Instructions for the task
Work out the number of lines in the listing below that include "SelectStatement", and answer with it alone.

Data section
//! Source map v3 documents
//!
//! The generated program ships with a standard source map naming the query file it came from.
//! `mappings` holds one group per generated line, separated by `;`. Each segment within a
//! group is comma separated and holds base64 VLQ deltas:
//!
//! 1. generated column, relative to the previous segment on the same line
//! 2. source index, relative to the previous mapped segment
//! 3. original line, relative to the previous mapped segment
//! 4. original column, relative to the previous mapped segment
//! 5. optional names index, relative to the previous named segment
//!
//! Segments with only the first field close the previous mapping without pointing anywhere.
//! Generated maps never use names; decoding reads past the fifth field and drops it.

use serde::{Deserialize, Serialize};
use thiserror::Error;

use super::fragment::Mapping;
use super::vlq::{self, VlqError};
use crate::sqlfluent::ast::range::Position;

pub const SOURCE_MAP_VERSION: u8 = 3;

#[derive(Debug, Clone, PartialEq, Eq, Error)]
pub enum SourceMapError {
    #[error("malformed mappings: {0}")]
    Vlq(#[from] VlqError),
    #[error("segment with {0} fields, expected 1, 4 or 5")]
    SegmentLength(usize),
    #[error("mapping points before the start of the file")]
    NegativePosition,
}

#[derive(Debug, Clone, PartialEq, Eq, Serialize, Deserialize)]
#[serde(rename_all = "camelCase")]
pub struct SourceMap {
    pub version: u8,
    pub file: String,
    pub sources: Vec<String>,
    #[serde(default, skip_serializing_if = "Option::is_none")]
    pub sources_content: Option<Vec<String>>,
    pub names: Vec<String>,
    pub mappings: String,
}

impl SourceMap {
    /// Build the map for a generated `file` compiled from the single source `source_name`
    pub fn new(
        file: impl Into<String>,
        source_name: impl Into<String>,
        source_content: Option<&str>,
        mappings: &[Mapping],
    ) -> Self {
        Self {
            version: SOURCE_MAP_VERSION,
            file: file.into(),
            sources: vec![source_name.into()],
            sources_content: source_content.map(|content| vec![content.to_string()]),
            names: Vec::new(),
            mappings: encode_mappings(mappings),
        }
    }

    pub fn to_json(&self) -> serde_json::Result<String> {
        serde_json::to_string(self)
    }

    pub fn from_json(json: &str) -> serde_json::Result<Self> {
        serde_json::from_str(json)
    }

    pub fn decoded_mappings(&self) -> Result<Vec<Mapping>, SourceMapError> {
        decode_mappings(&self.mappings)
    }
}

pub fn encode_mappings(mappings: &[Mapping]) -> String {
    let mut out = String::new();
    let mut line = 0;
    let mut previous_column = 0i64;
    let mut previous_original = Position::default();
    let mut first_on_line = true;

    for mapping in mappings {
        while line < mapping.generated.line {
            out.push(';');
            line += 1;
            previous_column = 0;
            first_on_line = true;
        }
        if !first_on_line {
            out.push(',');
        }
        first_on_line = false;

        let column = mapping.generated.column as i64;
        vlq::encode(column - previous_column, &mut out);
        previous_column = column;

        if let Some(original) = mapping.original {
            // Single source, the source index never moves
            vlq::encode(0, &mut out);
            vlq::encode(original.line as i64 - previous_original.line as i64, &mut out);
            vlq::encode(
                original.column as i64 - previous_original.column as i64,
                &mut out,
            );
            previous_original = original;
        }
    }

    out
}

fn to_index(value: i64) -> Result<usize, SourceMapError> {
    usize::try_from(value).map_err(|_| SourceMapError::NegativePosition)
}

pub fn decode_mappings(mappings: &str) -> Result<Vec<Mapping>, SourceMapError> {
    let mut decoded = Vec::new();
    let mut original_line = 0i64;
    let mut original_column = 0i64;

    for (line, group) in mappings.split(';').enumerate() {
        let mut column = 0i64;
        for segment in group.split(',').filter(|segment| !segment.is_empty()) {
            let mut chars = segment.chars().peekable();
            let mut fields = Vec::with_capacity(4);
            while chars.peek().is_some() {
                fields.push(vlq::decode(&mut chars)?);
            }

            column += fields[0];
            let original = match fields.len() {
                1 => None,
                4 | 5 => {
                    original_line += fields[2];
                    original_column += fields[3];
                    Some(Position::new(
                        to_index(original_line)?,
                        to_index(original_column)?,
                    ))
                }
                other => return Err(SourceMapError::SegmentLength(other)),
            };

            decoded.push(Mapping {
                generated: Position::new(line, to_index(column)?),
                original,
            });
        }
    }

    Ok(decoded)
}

* * *

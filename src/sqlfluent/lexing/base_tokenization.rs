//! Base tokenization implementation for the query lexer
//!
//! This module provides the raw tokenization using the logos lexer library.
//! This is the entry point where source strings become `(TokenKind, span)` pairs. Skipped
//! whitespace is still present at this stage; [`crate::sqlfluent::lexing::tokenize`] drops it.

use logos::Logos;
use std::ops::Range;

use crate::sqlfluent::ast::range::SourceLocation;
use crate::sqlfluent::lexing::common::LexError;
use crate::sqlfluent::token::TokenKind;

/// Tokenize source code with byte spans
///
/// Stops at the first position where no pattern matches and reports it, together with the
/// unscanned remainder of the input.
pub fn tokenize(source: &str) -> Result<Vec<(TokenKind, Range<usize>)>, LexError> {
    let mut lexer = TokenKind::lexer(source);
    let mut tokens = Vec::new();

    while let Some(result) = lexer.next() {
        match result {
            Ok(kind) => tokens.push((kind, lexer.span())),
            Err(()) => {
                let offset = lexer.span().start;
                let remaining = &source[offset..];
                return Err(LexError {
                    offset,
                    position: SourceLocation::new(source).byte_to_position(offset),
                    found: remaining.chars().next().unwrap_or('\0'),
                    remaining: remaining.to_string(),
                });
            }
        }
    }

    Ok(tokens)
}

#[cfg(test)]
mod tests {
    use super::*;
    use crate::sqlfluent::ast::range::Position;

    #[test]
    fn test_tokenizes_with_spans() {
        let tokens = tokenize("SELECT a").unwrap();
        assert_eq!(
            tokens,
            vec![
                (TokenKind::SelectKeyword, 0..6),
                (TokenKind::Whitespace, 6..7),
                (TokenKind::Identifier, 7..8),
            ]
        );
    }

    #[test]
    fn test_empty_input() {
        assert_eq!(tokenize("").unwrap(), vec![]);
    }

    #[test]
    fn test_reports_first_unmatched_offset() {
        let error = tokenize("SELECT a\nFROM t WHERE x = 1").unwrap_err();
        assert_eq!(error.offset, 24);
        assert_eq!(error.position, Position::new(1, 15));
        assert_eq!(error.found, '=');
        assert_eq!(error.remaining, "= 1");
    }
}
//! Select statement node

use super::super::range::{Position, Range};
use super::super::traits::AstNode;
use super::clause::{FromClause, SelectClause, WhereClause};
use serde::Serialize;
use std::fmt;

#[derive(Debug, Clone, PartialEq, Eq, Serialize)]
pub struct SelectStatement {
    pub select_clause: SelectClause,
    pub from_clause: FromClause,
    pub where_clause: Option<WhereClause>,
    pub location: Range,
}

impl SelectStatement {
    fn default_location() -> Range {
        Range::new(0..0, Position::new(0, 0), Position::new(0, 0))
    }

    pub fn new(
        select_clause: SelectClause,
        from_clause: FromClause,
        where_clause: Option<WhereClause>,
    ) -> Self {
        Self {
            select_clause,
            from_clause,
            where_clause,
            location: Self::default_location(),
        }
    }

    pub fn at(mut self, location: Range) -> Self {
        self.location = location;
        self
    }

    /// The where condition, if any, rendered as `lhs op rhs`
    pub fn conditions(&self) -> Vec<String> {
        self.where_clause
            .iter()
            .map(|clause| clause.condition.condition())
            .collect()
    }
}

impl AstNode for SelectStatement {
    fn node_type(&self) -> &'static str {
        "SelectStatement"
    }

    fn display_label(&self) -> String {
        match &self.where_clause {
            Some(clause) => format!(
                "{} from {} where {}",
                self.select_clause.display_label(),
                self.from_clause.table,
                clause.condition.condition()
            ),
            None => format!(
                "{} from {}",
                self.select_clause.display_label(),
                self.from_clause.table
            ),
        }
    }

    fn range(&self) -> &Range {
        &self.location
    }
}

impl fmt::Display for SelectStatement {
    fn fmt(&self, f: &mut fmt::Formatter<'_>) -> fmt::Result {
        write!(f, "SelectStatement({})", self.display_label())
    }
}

...

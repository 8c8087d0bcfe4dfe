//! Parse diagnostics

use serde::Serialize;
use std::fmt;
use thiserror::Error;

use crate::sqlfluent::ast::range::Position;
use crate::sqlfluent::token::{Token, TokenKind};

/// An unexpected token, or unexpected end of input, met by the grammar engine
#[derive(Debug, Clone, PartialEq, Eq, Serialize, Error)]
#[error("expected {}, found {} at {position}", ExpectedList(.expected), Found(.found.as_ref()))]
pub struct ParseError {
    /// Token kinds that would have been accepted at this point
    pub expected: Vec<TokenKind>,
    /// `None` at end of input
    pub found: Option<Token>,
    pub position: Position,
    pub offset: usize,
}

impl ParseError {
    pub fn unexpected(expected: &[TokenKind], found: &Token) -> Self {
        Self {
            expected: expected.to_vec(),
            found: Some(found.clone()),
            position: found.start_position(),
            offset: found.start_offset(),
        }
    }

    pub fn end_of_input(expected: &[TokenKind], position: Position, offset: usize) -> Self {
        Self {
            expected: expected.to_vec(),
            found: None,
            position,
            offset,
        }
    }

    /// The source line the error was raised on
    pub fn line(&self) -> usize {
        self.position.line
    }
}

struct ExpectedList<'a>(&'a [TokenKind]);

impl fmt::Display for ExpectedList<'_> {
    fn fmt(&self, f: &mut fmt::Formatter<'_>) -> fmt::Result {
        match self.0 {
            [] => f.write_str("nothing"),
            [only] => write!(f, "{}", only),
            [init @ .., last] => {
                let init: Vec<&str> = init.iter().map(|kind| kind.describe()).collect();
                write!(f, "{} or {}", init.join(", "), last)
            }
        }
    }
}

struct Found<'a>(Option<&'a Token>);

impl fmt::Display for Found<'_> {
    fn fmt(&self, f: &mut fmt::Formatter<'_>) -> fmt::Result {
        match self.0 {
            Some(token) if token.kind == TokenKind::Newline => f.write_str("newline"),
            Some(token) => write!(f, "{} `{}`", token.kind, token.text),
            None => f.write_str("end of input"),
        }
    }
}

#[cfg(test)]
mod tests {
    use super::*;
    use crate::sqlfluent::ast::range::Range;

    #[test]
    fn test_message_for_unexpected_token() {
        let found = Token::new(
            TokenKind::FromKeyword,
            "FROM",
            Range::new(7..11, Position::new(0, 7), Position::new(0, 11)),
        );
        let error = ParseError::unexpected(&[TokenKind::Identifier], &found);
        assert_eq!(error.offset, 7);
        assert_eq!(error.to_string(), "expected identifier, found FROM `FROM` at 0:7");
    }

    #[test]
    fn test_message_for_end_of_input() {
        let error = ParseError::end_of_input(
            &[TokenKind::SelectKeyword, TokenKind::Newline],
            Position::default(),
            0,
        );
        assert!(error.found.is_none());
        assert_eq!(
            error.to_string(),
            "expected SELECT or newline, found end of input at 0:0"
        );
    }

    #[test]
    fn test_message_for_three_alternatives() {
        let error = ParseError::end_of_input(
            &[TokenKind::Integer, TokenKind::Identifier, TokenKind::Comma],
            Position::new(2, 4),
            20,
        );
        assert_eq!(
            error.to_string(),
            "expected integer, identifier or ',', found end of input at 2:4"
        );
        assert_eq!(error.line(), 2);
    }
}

Expected answer
6